§ Information given
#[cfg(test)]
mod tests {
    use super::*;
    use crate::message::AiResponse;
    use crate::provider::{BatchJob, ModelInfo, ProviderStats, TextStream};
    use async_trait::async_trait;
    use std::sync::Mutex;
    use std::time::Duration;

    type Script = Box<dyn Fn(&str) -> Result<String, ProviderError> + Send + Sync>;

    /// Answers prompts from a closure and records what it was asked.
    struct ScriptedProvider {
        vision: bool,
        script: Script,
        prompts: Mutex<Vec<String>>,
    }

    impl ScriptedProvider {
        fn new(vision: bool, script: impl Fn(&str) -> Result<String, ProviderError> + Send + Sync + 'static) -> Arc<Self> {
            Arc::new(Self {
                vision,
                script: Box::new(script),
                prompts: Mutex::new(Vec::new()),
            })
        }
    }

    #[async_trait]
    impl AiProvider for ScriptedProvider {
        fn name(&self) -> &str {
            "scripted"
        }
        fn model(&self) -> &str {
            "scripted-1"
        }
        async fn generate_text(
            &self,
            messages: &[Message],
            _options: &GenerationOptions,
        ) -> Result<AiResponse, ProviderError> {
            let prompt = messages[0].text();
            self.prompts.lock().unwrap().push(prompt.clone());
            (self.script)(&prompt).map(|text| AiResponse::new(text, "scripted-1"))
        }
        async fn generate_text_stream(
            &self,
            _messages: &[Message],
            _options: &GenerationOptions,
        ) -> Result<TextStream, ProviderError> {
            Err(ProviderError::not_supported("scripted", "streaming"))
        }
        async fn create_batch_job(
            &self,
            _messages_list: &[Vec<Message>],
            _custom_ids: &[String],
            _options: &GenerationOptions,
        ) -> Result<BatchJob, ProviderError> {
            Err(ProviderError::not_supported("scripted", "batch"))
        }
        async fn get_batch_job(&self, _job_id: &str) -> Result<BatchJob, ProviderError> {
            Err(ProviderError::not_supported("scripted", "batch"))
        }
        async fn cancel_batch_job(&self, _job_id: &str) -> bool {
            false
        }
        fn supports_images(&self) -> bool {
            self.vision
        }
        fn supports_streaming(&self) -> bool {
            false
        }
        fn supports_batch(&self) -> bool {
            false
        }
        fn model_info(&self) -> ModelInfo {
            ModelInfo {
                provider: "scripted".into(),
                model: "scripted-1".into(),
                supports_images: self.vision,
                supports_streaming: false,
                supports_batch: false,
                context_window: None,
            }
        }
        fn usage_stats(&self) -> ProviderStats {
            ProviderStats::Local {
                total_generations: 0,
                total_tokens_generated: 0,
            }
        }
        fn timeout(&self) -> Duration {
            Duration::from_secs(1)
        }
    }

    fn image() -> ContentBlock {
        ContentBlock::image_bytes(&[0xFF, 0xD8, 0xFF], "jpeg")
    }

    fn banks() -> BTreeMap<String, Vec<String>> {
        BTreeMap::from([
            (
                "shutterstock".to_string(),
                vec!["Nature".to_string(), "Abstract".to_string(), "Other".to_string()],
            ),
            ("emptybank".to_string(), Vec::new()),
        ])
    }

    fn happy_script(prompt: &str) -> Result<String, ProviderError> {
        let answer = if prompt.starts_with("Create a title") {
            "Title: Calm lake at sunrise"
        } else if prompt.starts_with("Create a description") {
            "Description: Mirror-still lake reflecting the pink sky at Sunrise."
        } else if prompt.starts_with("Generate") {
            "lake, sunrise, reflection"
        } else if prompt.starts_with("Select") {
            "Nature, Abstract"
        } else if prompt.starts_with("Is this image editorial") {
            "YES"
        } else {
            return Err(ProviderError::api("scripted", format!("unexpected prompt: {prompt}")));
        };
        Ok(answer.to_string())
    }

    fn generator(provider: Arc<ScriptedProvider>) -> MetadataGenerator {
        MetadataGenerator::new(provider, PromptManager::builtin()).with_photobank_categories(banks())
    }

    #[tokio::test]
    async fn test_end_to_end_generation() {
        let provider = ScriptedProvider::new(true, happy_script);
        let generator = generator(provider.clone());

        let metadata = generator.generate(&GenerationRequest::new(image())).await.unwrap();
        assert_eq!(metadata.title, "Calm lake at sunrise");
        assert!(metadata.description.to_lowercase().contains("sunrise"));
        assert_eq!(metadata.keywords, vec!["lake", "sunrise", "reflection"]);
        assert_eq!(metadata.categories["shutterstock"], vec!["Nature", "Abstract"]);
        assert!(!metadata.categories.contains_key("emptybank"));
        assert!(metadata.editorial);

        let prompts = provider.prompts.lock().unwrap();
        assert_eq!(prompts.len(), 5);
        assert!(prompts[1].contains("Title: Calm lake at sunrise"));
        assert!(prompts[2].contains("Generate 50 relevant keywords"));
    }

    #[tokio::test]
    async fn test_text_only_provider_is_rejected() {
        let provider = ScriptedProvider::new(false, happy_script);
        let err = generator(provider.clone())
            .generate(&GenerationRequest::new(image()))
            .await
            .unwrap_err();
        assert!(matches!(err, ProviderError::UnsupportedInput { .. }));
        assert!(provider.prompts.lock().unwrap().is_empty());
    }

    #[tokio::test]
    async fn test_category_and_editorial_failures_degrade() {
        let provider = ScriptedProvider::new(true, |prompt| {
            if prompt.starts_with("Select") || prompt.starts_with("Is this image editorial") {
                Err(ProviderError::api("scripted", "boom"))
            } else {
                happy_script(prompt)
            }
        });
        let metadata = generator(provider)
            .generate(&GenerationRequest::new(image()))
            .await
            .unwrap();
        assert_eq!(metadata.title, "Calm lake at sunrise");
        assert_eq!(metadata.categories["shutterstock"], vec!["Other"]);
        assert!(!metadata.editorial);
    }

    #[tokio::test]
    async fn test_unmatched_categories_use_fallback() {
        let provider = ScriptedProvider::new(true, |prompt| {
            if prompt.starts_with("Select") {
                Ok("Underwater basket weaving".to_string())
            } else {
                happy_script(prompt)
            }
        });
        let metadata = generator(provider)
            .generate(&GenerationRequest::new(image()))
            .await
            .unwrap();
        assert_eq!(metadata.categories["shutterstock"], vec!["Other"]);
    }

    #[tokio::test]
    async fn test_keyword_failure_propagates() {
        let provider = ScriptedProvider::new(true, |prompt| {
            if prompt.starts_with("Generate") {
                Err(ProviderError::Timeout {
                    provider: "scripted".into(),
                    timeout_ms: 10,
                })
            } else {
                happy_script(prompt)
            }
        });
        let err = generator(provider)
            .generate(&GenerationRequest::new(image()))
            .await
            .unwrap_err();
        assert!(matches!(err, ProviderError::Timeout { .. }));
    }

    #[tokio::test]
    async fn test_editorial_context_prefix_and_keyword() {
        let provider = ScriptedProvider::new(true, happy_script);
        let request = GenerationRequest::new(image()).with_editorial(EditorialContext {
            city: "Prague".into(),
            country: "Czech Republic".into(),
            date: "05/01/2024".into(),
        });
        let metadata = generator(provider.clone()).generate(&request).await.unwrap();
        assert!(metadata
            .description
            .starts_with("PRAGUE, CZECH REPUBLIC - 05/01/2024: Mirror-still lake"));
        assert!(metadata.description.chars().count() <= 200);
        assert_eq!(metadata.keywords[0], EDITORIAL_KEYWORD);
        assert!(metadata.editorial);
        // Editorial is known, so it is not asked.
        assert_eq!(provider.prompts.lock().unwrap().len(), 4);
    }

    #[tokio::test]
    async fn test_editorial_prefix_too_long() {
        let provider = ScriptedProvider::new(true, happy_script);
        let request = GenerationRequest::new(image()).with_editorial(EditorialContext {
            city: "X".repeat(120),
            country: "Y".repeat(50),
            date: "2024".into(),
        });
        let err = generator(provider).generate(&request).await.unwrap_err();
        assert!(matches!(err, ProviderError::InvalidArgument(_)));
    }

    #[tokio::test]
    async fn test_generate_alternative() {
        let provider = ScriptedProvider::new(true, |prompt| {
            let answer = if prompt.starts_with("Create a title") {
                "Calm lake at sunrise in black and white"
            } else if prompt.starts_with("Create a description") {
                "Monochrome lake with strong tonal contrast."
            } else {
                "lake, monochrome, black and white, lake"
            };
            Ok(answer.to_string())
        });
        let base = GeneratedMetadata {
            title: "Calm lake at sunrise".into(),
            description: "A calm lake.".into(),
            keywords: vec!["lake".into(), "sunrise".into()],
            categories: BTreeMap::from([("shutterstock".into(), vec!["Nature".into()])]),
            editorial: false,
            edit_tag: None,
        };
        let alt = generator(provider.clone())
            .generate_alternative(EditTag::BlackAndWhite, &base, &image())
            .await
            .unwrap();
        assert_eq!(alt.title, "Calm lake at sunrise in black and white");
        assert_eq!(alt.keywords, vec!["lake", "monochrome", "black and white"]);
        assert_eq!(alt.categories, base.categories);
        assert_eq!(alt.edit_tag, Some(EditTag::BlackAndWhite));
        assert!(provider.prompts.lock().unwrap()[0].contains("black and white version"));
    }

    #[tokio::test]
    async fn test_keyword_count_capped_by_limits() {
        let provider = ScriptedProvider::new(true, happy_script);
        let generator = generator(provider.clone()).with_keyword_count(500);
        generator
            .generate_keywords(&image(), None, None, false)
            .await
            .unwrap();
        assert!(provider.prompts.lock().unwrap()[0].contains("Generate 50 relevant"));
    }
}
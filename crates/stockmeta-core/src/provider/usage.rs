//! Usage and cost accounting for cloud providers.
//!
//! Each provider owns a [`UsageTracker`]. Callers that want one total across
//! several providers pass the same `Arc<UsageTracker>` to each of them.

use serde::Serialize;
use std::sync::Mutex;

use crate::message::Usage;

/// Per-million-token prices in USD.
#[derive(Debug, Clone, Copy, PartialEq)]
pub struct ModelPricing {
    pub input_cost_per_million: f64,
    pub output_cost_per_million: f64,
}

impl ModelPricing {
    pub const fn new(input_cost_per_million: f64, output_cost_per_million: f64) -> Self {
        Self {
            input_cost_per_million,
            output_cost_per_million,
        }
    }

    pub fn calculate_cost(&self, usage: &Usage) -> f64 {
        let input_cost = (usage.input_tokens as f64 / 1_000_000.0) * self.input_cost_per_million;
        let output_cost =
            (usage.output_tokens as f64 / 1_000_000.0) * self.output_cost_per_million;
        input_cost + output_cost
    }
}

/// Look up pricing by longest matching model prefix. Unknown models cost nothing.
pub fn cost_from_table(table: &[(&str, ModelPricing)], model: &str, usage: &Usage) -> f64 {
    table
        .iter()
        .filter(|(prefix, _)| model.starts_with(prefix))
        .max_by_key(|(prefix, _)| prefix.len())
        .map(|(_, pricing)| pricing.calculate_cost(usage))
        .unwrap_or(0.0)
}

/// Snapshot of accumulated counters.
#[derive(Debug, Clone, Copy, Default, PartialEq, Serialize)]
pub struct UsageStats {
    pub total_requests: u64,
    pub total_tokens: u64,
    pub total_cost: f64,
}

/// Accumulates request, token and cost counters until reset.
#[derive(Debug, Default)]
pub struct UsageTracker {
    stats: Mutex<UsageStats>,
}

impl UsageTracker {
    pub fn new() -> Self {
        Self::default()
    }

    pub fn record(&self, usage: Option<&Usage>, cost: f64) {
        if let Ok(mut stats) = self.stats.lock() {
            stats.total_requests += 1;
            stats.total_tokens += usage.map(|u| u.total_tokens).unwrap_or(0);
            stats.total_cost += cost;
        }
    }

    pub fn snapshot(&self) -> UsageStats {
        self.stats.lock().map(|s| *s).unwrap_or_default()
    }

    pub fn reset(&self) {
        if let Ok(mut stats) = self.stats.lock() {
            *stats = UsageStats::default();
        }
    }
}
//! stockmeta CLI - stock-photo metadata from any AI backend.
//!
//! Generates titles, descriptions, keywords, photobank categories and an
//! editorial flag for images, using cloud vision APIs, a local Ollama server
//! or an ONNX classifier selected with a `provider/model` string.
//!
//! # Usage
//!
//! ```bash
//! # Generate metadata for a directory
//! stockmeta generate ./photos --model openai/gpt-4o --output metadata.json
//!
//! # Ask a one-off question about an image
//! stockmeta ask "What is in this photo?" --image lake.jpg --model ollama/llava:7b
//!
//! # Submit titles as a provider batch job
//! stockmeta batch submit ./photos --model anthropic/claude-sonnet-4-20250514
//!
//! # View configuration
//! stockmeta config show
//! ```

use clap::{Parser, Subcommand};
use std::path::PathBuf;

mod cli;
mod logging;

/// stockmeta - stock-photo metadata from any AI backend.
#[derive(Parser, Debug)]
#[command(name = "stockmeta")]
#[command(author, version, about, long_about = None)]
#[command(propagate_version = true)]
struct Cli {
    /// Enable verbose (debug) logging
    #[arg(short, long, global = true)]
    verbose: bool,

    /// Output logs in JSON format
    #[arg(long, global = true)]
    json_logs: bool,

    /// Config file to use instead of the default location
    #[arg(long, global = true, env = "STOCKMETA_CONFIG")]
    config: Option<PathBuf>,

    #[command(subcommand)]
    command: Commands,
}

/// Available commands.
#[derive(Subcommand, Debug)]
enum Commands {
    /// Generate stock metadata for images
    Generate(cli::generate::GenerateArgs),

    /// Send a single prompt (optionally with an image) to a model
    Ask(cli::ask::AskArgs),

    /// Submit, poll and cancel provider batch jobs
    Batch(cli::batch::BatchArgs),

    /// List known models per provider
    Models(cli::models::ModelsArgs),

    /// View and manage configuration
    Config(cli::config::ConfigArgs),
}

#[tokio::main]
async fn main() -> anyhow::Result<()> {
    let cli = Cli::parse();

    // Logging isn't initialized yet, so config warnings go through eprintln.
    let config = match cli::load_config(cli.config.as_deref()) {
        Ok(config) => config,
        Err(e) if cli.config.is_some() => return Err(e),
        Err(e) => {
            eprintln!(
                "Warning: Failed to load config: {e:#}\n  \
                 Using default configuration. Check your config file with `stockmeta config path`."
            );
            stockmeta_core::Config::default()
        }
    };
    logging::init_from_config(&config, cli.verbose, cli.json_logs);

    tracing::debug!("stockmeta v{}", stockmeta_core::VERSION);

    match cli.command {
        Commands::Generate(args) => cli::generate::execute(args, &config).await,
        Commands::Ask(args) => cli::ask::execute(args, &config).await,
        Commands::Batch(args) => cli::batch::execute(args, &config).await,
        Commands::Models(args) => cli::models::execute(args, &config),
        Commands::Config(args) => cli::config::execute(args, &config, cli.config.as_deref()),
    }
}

§ Exercise objective
From the material above, copy exactly the lines between the line holding "#[arg(long, global = true, env" and the line holding "#[tokio::main]", inclusive, and only those.

§ Final answer
    #[arg(long, global = true, env = "STOCKMETA_CONFIG")]
    config: Option<PathBuf>,

    #[command(subcommand)]
    command: Commands,
}

/// Available commands.
#[derive(Subcommand, Debug)]
enum Commands {
    /// Generate stock metadata for images
    Generate(cli::generate::GenerateArgs),

    /// Send a single prompt (optionally with an image) to a model
    Ask(cli::ask::AskArgs),

    /// Submit, poll and cancel provider batch jobs
    Batch(cli::batch::BatchArgs),

    /// List known models per provider
    Models(cli::models::ModelsArgs),

    /// View and manage configuration
    Config(cli::config::ConfigArgs),
}

#[tokio::main]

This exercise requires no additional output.